ベートーヴェン、弦楽四重奏全曲シリーズ、第3回終了

婦中町ふれあい館ホールにて、第3回公演が無事終了。聴衆の数はおそらく180くらいとまずまず。会場のサイズは微妙なところで、オーケストラには小さすぎるし、弦楽四重奏にはちょっと大きめといったところ。昨日長い任期を終えた前富山県知事の中沖さんがいらしていたのが印象的だった。しかも最後までコンサートを堪能していただいたようで、チェロの大澤さんも、随分感心しておられたようだった。

コンサートもあと3回。富山の音楽史に残るシリーズとなることを祈りつつ…。


2004年11月 8日

名古屋より帰宅

日本音楽学会での発表を終えて帰宅。珍しい音源を使ったので、それに興味を持った人も多かったし、問題を「テクノロジー」に収斂させてよいのかという鋭い指摘にも感動した。いろんな有名な人と昼飯をともにするというだけでも、私にとっては貴重な体験。同じ学問を目指す人間という集まりというのは、やはり刺激的である。

アカデミアが新刊を売っていた中から、今回は『Composers on Composing for Band』というMark Camphouse編集の本を買ってきた。

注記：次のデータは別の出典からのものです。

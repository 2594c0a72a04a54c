/*
 * This Source Code Form is subject to the terms of the Mozilla Public
 * License, v. 2.0. If a copy of the MPL was not distributed with this
 * file, You can obtain one at https://mozilla.org/MPL/2.0/.
 */

//!
//! # Approximating elliptical arcs with bezier curves
//!
//! Two approximations are provided. `quadrant_arc_points()` generates the single bezier section that covers
//! exactly 90 degrees of an axis-aligned ellipse: this is what rounded rectangles and ellipses are built from.
//! `bezier_points_from_arc()` handles arcs of any start angle and sweep by splitting them into sections of at
//! most 90 degrees.
//!

mod arc_points;
mod quadrant;

pub use self::arc_points::*;
pub use self::quadrant::*;
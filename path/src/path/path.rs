/*
 * This Source Code Form is subject to the terms of the Mozilla Public
 * License, v. 2.0. If a copy of the MPL was not distributed with this
 * file, You can obtain one at https://mozilla.org/MPL/2.0/.
 */

use super::fill_mode::*;
use super::point_type::*;
use crate::arc::*;
use crate::error::*;
use crate::geo::*;
use crate::spline::*;

#[cfg(feature = "serde")]
use std::convert::TryFrom;

///
/// A path stored as a list of points and the type of each point
///
/// Index 0 (if present) is always a `Start` point, and bezier points always come in groups of three (control point 1,
/// control point 2, end point). A subpath runs from one `Start` point up to the point before the next one.
///
/// ```
/// # use flo_path::*;
/// #
/// let mut path = Path::new();
///
/// path.move_to(Coord2(10.0, 10.0));
/// path.line_to(Coord2(20.0, 10.0), false).unwrap();
/// path.bezier_to(Coord2(25.0, 10.0), Coord2(30.0, 15.0), Coord2(30.0, 20.0), true).unwrap();
///
/// assert!(path.point_type_bytes().collect::<Vec<_>>() == vec![0, 1, 3, 3, 0x83]);
/// ```
///
#[derive(Clone, Debug, Default)]
#[cfg_attr(feature = "serde", derive(Serialize, Deserialize))]
#[cfg_attr(
    feature = "serde",
    serde(try_from = "SerializedPath", into = "SerializedPath")
)]
pub struct Path {
    /// The points making up this path
    points: Vec<Coord2>,

    /// The type of each point in `points`
    types: Vec<PointType>,

    /// The winding rule for the whole path
    fill_mode: FillMode,

    /// Set when the next point added by `move_or_line_to()` must start a new subpath even though the current one is open
    new_subpath: bool,
}

impl Path {
    ///
    /// Creates a new, empty path
    ///
    pub fn new() -> Path {
        Path::default()
    }

    ///
    /// Creates a new, empty path with a particular fill mode
    ///
    pub fn with_fill_mode(fill_mode: FillMode) -> Path {
        Path {
            fill_mode,
            ..Path::default()
        }
    }

    ///
    /// Creates a path from a list of points and type bytes, checking that they use the canonical encoding
    ///
    pub fn from_raw(
        points: Vec<Coord2>,
        type_bytes: Vec<u8>,
        fill_mode: FillMode,
    ) -> Result<Path, PathError> {
        if points.len() != type_bytes.len() {
            return Err(rejected(
                "from_raw",
                PathError::MalformedEncoding(points.len().min(type_bytes.len())),
            ));
        }

        let mut types = Vec::with_capacity(type_bytes.len());
        let mut bezier_run = 0;

        for (idx, byte) in type_bytes.iter().enumerate() {
            let malformed = || rejected("from_raw", PathError::MalformedEncoding(idx));
            let point_type = PointType::from_byte(*byte).ok_or_else(malformed)?;

            match point_type.kind() {
                PointKind::Bezier => bezier_run += 1,
                PointKind::Start | PointKind::Line => {
                    if bezier_run % 3 != 0 {
                        return Err(malformed());
                    }
                    bezier_run = 0;
                }
            }

            if idx == 0 && point_type.kind() != PointKind::Start {
                return Err(malformed());
            }

            if point_type.is_close_subpath() {
                // Only the last point of a subpath can close it, and never the middle of a bezier section
                let ends_subpath = type_bytes
                    .get(idx + 1)
                    .map(|next| next & PointType::KIND_MASK == PointKind::Start as u8)
                    .unwrap_or(true);

                if !ends_subpath || bezier_run % 3 != 0 {
                    return Err(malformed());
                }
            }

            types.push(point_type);
        }

        if bezier_run % 3 != 0 {
            return Err(rejected(
                "from_raw",
                PathError::MalformedEncoding(type_bytes.len()),
            ));
        }

        Ok(Path {
            points,
            types,
            fill_mode,
            new_subpath: false,
        })
    }

    #[inline]
    pub fn len(&self) -> usize {
        self.points.len()
    }

    #[inline]
    pub fn is_empty(&self) -> bool {
        self.points.is_empty()
    }

    ///
    /// The points making up this path
    ///
    #[inline]
    pub fn points(&self) -> &[Coord2] {
        &self.points
    }

    ///
    /// The type of each point in this path (this always has the same length as `points()`)
    ///
    #[inline]
    pub fn point_types(&self) -> &[PointType] {
        &self.types
    }

    ///
    /// The type of each point in this path as bytes (kind in the low 3 bits, `0x80` if the point closes a subpath)
    ///
    pub fn point_type_bytes(&self) -> impl '_ + Iterator<Item = u8> {
        self.types.iter().map(|point_type| point_type.to_byte())
    }

    ///
    /// The most recently added point, if there is one
    ///
    #[inline]
    pub fn last_point(&self) -> Option<Coord2> {
        self.points.last().copied()
    }

    #[inline]
    pub fn fill_mode(&self) -> FillMode {
        self.fill_mode
    }

    #[inline]
    pub fn set_fill_mode(&mut self, fill_mode: FillMode) {
        self.fill_mode = fill_mode;
    }

    ///
    /// Removes every point from this path (the fill mode is left unchanged)
    ///
    pub fn reset(&mut self) {
        self.points.clear();
        self.types.clear();
        self.new_subpath = false;
    }

    ///
    /// Returns the bounding box of all the points in this path, including bezier control points
    ///
    pub fn bounds(&self) -> Option<Bounds> {
        Bounds::bounds_for_points(self.points.iter().copied())
    }

    ///
    /// True if the last subpath has not been closed (false for an empty path)
    ///
    pub fn is_subpath_open(&self) -> bool {
        self.types
            .last()
            .map(|point_type| !point_type.is_close_subpath())
            .unwrap_or(false)
    }

    ///
    /// The index of the point that starts the last subpath
    ///
    pub fn last_subpath_start(&self) -> Option<usize> {
        self.types
            .iter()
            .rposition(|point_type| point_type.kind() == PointKind::Start)
    }

    ///
    /// True if the last subpath has at least one line or curve after its start point
    ///
    pub fn subpath_has_segments(&self) -> bool {
        match self.last_subpath_start() {
            Some(start) => start + 1 < self.points.len(),
            None => false,
        }
    }

    ///
    /// True if the next point added by `move_or_line_to()` will start a new subpath
    ///
    pub fn needs_new_subpath(&self) -> bool {
        self.new_subpath || !self.is_subpath_open()
    }

    ///
    /// Causes the next `move_or_line_to()` to begin a new subpath even if the current one is still open
    ///
    /// Any point that's added to the path clears this request.
    ///
    pub fn start_new_subpath(&mut self) {
        self.new_subpath = !self.is_empty();
    }

    #[inline]
    fn push(&mut self, point: Coord2, point_type: PointType) {
        self.points.push(point);
        self.types.push(point_type);
        self.new_subpath = false;
    }

    fn push_line(&mut self, point: Coord2, close_subpath: bool) {
        if self.last_point() == Some(point) {
            log::trace!("line_to: dropped zero-length line to {:?}", point);
            return;
        }

        self.push(point, PointType::new(PointKind::Line, close_subpath));
    }

    fn push_bezier(&mut self, cp1: Coord2, cp2: Coord2, end_point: Coord2, close_subpath: bool) {
        self.push(cp1, PointType::BEZIER);
        self.push(cp2, PointType::BEZIER);
        self.push(end_point, PointType::new(PointKind::Bezier, close_subpath));
    }

    fn check_current_point(&self, operation: &'static str) -> Result<(), PathError> {
        if self.is_empty() {
            Err(rejected(operation, PathError::NoCurrentPoint))
        } else {
            Ok(())
        }
    }

    ///
    /// Starts a new subpath at the specified point
    ///
    pub fn move_to(&mut self, point: Coord2) {
        self.push(point, PointType::START);
    }

    ///
    /// Continues the current subpath with a line to the specified point, or starts a new subpath there if the
    /// path is empty, the last subpath was closed or `start_new_subpath()` was called
    ///
    pub fn move_or_line_to(&mut self, point: Coord2) {
        if self.needs_new_subpath() {
            self.move_to(point);
        } else {
            self.push_line(point, false);
        }
    }

    ///
    /// Adds a line from the current point, optionally closing the subpath
    ///
    /// A line to the point the path is already at is dropped entirely: no point is added and the close flag is
    /// not applied either.
    ///
    pub fn line_to(&mut self, point: Coord2, close_subpath: bool) -> Result<(), PathError> {
        self.check_current_point("line_to")?;
        check_finite_points("line_to", &[point])?;
        self.push_line(point, close_subpath);

        Ok(())
    }

    ///
    /// Adds a cubic bezier section from the current point, optionally closing the subpath
    ///
    pub fn bezier_to(
        &mut self,
        cp1: Coord2,
        cp2: Coord2,
        end_point: Coord2,
        close_subpath: bool,
    ) -> Result<(), PathError> {
        self.check_current_point("bezier_to")?;
        check_finite_points("bezier_to", &[cp1, cp2, end_point])?;
        self.push_bezier(cp1, cp2, end_point, close_subpath);

        Ok(())
    }

    ///
    /// Marks the last point in the path as closing its subpath (does nothing to an empty path)
    ///
    pub fn close_subpath(&mut self) {
        if let Some(last) = self.types.last_mut() {
            *last = last.closed();
        }
    }

    ///
    /// Adds the bezier section covering one quadrant (1 = top-right, 2 = top-left, 3 = bottom-left, 4 = bottom-right)
    /// of an axis-aligned ellipse
    ///
    /// The current point is expected to be the start of the quadrant (see `quadrant_start_point()`): only the
    /// control points and end point are added.
    ///
    pub fn quadrant_arc_to(
        &mut self,
        center: Coord2,
        half_width: f64,
        half_height: f64,
        quadrant: u8,
        clockwise: bool,
    ) -> Result<(), PathError> {
        check_dimensions("quadrant_arc_to", half_width, half_height)?;
        check_finite_points("quadrant_arc_to", &[center])?;
        let quadrant =
            Quadrant::from_index(quadrant).map_err(|err| rejected("quadrant_arc_to", err))?;
        self.check_current_point("quadrant_arc_to")?;

        let ((cp1, cp2), end_point) =
            quadrant_arc_points(center, half_width, half_height, quadrant, clockwise);
        self.push_bezier(cp1, cp2, end_point, false);

        Ok(())
    }

    ///
    /// Adds an arc of the ellipse that fits in the specified bounding box
    ///
    /// Angles are in degrees, clockwise from the positive x-axis. The arc continues the current subpath with a line
    /// to its first point unless a new subpath is needed, in which case the arc starts one.
    ///
    pub fn add_arc(
        &mut self,
        x: f64,
        y: f64,
        width: f64,
        height: f64,
        start_angle: f64,
        sweep_angle: f64,
    ) -> Result<(), PathError> {
        check_dimensions("add_arc", width, height)?;
        check_finite("add_arc", &[x, y, start_angle, sweep_angle])?;

        let arc_points = bezier_points_from_arc(x, y, width, height, start_angle, sweep_angle);
        test_assert!(arc_points.len() % 3 == 1);

        if let Some((first, sections)) = arc_points.split_first() {
            self.move_or_line_to(*first);

            for section in sections.chunks_exact(3) {
                self.push_bezier(section[0], section[1], section[2], false);
            }
        }

        Ok(())
    }

    ///
    /// Adds a run of bezier sections: a start point followed by three points for each section (`4+3n` points)
    ///
    pub fn add_beziers(&mut self, points: &[Coord2]) -> Result<(), PathError> {
        if points.len() < 4 || (points.len() - 1) % 3 != 0 {
            return Err(rejected(
                "add_beziers",
                PathError::InvalidBezierPointCount(points.len()),
            ));
        }
        check_finite_points("add_beziers", points)?;

        self.move_or_line_to(points[0]);
        for section in points[1..].chunks_exact(3) {
            self.push_bezier(section[0], section[1], section[2], false);
        }

        Ok(())
    }

    ///
    /// Adds an open cardinal spline passing through the specified points
    ///
    pub fn add_curve(&mut self, points: &[Coord2], tension: f64) -> Result<(), PathError> {
        if points.len() < 2 {
            return Err(rejected(
                "add_curve",
                PathError::TooFewPoints {
                    required: 2,
                    actual: points.len(),
                },
            ));
        }
        check_finite_points("add_curve", points)?;
        check_finite("add_curve", &[tension])?;

        self.move_or_line_to(points[0]);
        for ((cp1, cp2), end_point) in cardinal_spline_sections(points, tension) {
            self.push_bezier(cp1, cp2, end_point, false);
        }

        Ok(())
    }

    ///
    /// Appends the points from another path to this one
    ///
    /// If `connect` is true and this path has an open subpath, the first point of the other path becomes a line
    /// continuing that subpath rather than the start of a new one. That line is left out if it would have zero
    /// length, in which case a close flag on the first point is applied to the current point instead.
    ///
    pub fn append(&mut self, other: &Path, connect: bool) {
        let connect = connect && !self.needs_new_subpath();

        self.points.reserve(other.len());
        self.types.reserve(other.len());

        for (idx, (point, point_type)) in other.points.iter().zip(other.types.iter()).enumerate() {
            if idx == 0 && connect {
                // The joining line may be dropped as zero-length, but a closed first subpath still closes
                self.push_line(*point, false);
                if point_type.is_close_subpath() {
                    self.close_subpath();
                }
            } else {
                self.push(*point, *point_type);
            }
        }
    }
}

impl PartialEq for Path {
    ///
    /// Paths are equal if they have the same points, point types and fill mode (a pending `start_new_subpath()`
    /// is not part of the path's contents)
    ///
    fn eq(&self, other: &Path) -> bool {
        self.points == other.points && self.types == other.types && self.fill_mode == other.fill_mode
    }
}

///
/// The form a path takes when it is serialized: the type bytes are checked when it is read back in
///
#[cfg(feature = "serde")]
#[derive(Clone, Serialize, Deserialize)]
struct SerializedPath {
    points: Vec<Coord2>,
    types: Vec<u8>,
    fill_mode: FillMode,
}

#[cfg(feature = "serde")]
impl From<Path> for SerializedPath {
    fn from(path: Path) -> SerializedPath {
        SerializedPath {
            types: path.point_type_bytes().collect(),
            points: path.points,
            fill_mode: path.fill_mode,
        }
    }
}

#[cfg(feature = "serde")]
impl TryFrom<SerializedPath> for Path {
    type Error = PathError;

    fn try_from(serialized: SerializedPath) -> Result<Path, PathError> {
        Path::from_raw(serialized.points, serialized.types, serialized.fill_mode)
    }
}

私の知る限りでは、James Barnes, David Gillingham, Karel Husa, W. Francis McBeth, Jack Stampなどが面白そう。本では、こういった人たちが、それぞれCamphouseによってあらかじめ作られた質問に答えるという構成でできている。例えば自分のもっとも影響を受けた人、自作を演奏する指揮者へのアドヴァイス、作曲法について、すべての人が知っておくべき10の作品などなど。その答え方も様々で興味深い。

シカゴのGIA Publictionsから2002年の発行。